Smart switches offer some management and segmentation, quality of service, and security capabilities, so they can be a cost-effective alternative to modular switches. Still, they are not as scalable as managed switches. These switches are typically deployed at the edge of a large network (while managed switches are used in the core), as the infrastructure for smaller networks, or for low complexity networks.

Managed Switches

Among fixed-configuration switches, managed switches are designed to deliver the most comprehensive set of features to provide the best application experience, the highest levels of security, the most precise control and management of the network, and the greatest scalability. As a result, managed switches are usually deployed as aggregation/access switches in very large networks or as core switches in smaller networks.

Managed switches are the most expensive option of fixed-configuration switches and are most common in organizations with large- or growing- networks.

PoE Switch

PoE Gigabit Ethernet switch is a network switch that utilizes Power over Ethernet technology. When connected with multiple other network devices, PoE switches can support power and data transmission over one network cable at the same time. This greatly simplifies the cabling process. These types of switches in networking provide greater flexibility and you will never have to worry about power outlet when deploying network devices.

Data Center Switches

Data Center switches must support some special characteristics such as very high-speed performance, large port capacity, low latency, virtualization support, security, Quality of Service (QoS) etc.

Switch vs. Router

Routers select paths for data packets to cross networks and reach their destinations. Routers do this by connecting with different networks and forwarding data from network to network — including LANs, wide area networks (WANs), or autonomous systems, which are the large networks that make up the Internet.

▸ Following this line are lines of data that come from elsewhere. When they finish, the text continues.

//! In-house ADD/MTBDD engine for the risk MTBDDs of C6 (§4.6), built the same way as
//! [`crate::bdd`]'s BDD engine — a flat, reduced, ordered node table — but with `Rational`
//! terminals instead of the two boolean constants.
use crate::bdd::VarId;
use crate::rational::Rational;
use std::collections::HashMap;

#[derive(Clone, Copy, Debug, Eq, PartialEq, Hash, PartialOrd, Ord)]
pub struct AddPtr(pub u32);

enum AddEntry {
    Terminal(Rational),
    Internal { var: VarId, low: AddPtr, high: AddPtr },
}

pub struct AddManager {
    entries: Vec<AddEntry>,
    terminal_cache: HashMap<Rational, AddPtr>,
    unique: HashMap<(VarId, AddPtr, AddPtr), AddPtr>,
}

impl Default for AddManager {
    fn default() -> Self {
        Self::new()
    }
}

impl AddManager {
    pub fn new() -> Self {
        AddManager { entries: Vec::new(), terminal_cache: HashMap::new(), unique: HashMap::new() }
    }

    pub fn mk_terminal(&mut self, value: Rational) -> AddPtr {
        if let Some(&p) = self.terminal_cache.get(&value) {
            return p;
        }
        let ptr = AddPtr(self.entries.len() as u32);
        self.terminal_cache.insert(value.clone(), ptr);
        self.entries.push(AddEntry::Terminal(value));
        ptr
    }

    /// Builds (or reuses) `var ? high : low`.
    pub fn branch(&mut self, var: VarId, low: AddPtr, high: AddPtr) -> AddPtr {
        if low == high {
            return low;
        }
        if let Some(&p) = self.unique.get(&(var, low, high)) {
            return p;
        }
        let ptr = AddPtr(self.entries.len() as u32);
        self.unique.insert((var, low, high), ptr);
        self.entries.push(AddEntry::Internal { var, low, high });
        ptr
    }

    pub fn is_terminal(&self, p: AddPtr) -> bool {
        matches!(self.entries[p.0 as usize], AddEntry::Terminal(_))
    }

    pub fn terminal_value(&self, p: AddPtr) -> Option<&Rational> {
        match &self.entries[p.0 as usize] {
            AddEntry::Terminal(v) => Some(v),
            AddEntry::Internal { .. } => None,
        }
    }

    pub fn var_of(&self, p: AddPtr) -> Option<VarId> {
        match &self.entries[p.0 as usize] {
            AddEntry::Terminal(_) => None,
            AddEntry::Internal { var, .. } => Some(*var),
        }
    }

    pub fn low_of(&self, p: AddPtr) -> AddPtr {
        match &self.entries[p.0 as usize] {
            AddEntry::Internal { low, .. } => *low,
            AddEntry::Terminal(_) => p,
        }
    }

    pub fn high_of(&self, p: AddPtr) -> AddPtr {
        match &self.entries[p.0 as usize] {
            AddEntry::Internal { high, .. } => *high,
            AddEntry::Terminal(_) => p,
        }
    }

    fn cofactors(&self, f: AddPtr, var: VarId) -> (AddPtr, AddPtr) {
        match self.var_of(f) {
            Some(v) if v == var => (self.low_of(f), self.high_of(f)),
            _ => (f, f),
        }
    }

    /// Pointwise sum of two ADDs (§4.6's "Sum (ADD apply `+`)" for per-object risk aggregation).
    pub fn add(&mut self, a: AddPtr, b: AddPtr) -> AddPtr {
        let mut memo = HashMap::new();
        self.add_rec(a, b, &mut memo)
    }

    fn add_rec(&mut self, a: AddPtr, b: AddPtr, memo: &mut HashMap<(AddPtr, AddPtr), AddPtr>) -> AddPtr {
        if self.is_terminal(a) && self.is_terminal(b) {
            let sum = self.terminal_value(a).unwrap().clone() + self.terminal_value(b).unwrap().clone();
            return self.mk_terminal(sum);
        }
        if let Some(&cached) = memo.get(&(a, b)) {
            return cached;
        }
        let top = match (self.var_of(a), self.var_of(b)) {
            (Some(va), Some(vb)) => va.min(vb),
            (Some(va), None) => va,
            (None, Some(vb)) => vb,
            (None, None) => unreachable!("handled by the terminal case above"),
        };
        let (a_lo, a_hi) = self.cofactors(a, top);
        let (b_lo, b_hi) = self.cofactors(b, top);
        let lo = self.add_rec(a_lo, b_lo, memo);
        let hi = self.add_rec(a_hi, b_hi, memo);
        let out = self.branch(top, lo, hi);
        memo.insert((a, b), out);
        out
    }

    /// Every node reachable from `f`, sorted ascending by pointer (children-before-parents, same
    /// argument as [`crate::bdd::BddManager::reachable_sorted`]: children are always built, and
    /// therefore indexed, before their parent).
    pub fn reachable_sorted(&self, f: AddPtr) -> Vec<AddPtr> {
        let mut seen = std::collections::HashSet::new();
        let mut stack = vec![f];
        let mut out = Vec::new();
        while let Some(p) = stack.pop() {
            if !seen.insert(p) {
                continue;
            }
            out.push(p);
            if !self.is_terminal(p) {
                stack.push(self.low_of(p));
                stack.push(self.high_of(p));
            }
        }
        out.sort();
        out
    }

    /// Terminal leaf values reachable from `f`, each distinct terminal node counted once (§4.6's
    /// `total_risk`: "traverse its terminals (a DFS yielding leaf values)").
    pub fn terminal_values(&self, f: AddPtr) -> Vec<Rational> {
        self.reachable_sorted(f)
            .into_iter()
            .filter_map(|p| self.terminal_value(p).cloned())
            .collect()
    }
}

#[cfg(test)]
mod tests {
    use super::*;
    use crate::rational;

    #[test]
    fn sum_of_two_constant_adds_is_pointwise() {
        let mut m = AddManager::new();
        let a = m.mk_terminal(rational::parse_rational("0.1").unwrap());
        let b = m.mk_terminal(rational::parse_rational("0.2").unwrap());
        let sum = m.add(a, b);
        assert_eq!(*m.terminal_value(sum).unwrap(), rational::parse_rational("0.3").unwrap());
    }

    #[test]
    fn branch_collapses_identical_children() {
        let mut m = AddManager::new();
        let t = m.mk_terminal(rational::one());
        let collapsed = m.branch(VarId(0), t, t);
        assert_eq!(collapsed, t);
    }
}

In practice, what this means is that routers are necessary for an Internet connection, while switches are only used for interconnecting devices. Homes and small offices need routers for Internet access, but most do not need a network switch, unless they require a large number of ports. However, large offices, networks, and data centers with dozens or hundreds of computers usually do require switches.

Additional Considerations While Looking for A Switch

Now that you have a basic breakdown of the different types of switches out there, here are a few other useful things to consider:

Number of Ports

Switches can have anywhere from 5-port to 52-port configurations. When considering the number of ports you will need, you should think about the number of users your network supports. The larger your organization is, the more ports you will need.

Speed

Fixed configuration switches come in Fast Ethernet (10/100 Mbps), Gigabit Ethernet (10/100/1000 Mbps), Ten Gigabit (10/100/1000/10000 Mbps) and 40/100 Gbps speeds.

If all of this seems confusing, the biggest thing to consider when determining speed is the network needs of the users. Will they be transferring large volumes of data? Then Gigabit Ethernet or faster is likely the way to go.

PoE vs. non-PoE

Power over Ethernet (PoE) allows you to power a device like an IP phone or wireless access point over the same cable as your data traffic. If you have a larger network, PoE can provide you with great flexibility by allowing you to place endpoints anywhere in the office. This is especially handy in spaces where it is difficult to run a power outlet.

Stackable vs. Standalone

Is your network growing rapidly? Then you may want to go with a stackable switch. Standalone switches need to be configured individually and troubleshooting also needs to be handled on an individual basis.

Stackable switches allow for multiple switches to be configured as though they were one entity. One great advantage is that they can be configured. In the event of a port or cable failure, the stack of switches will automatically reroute around the failure.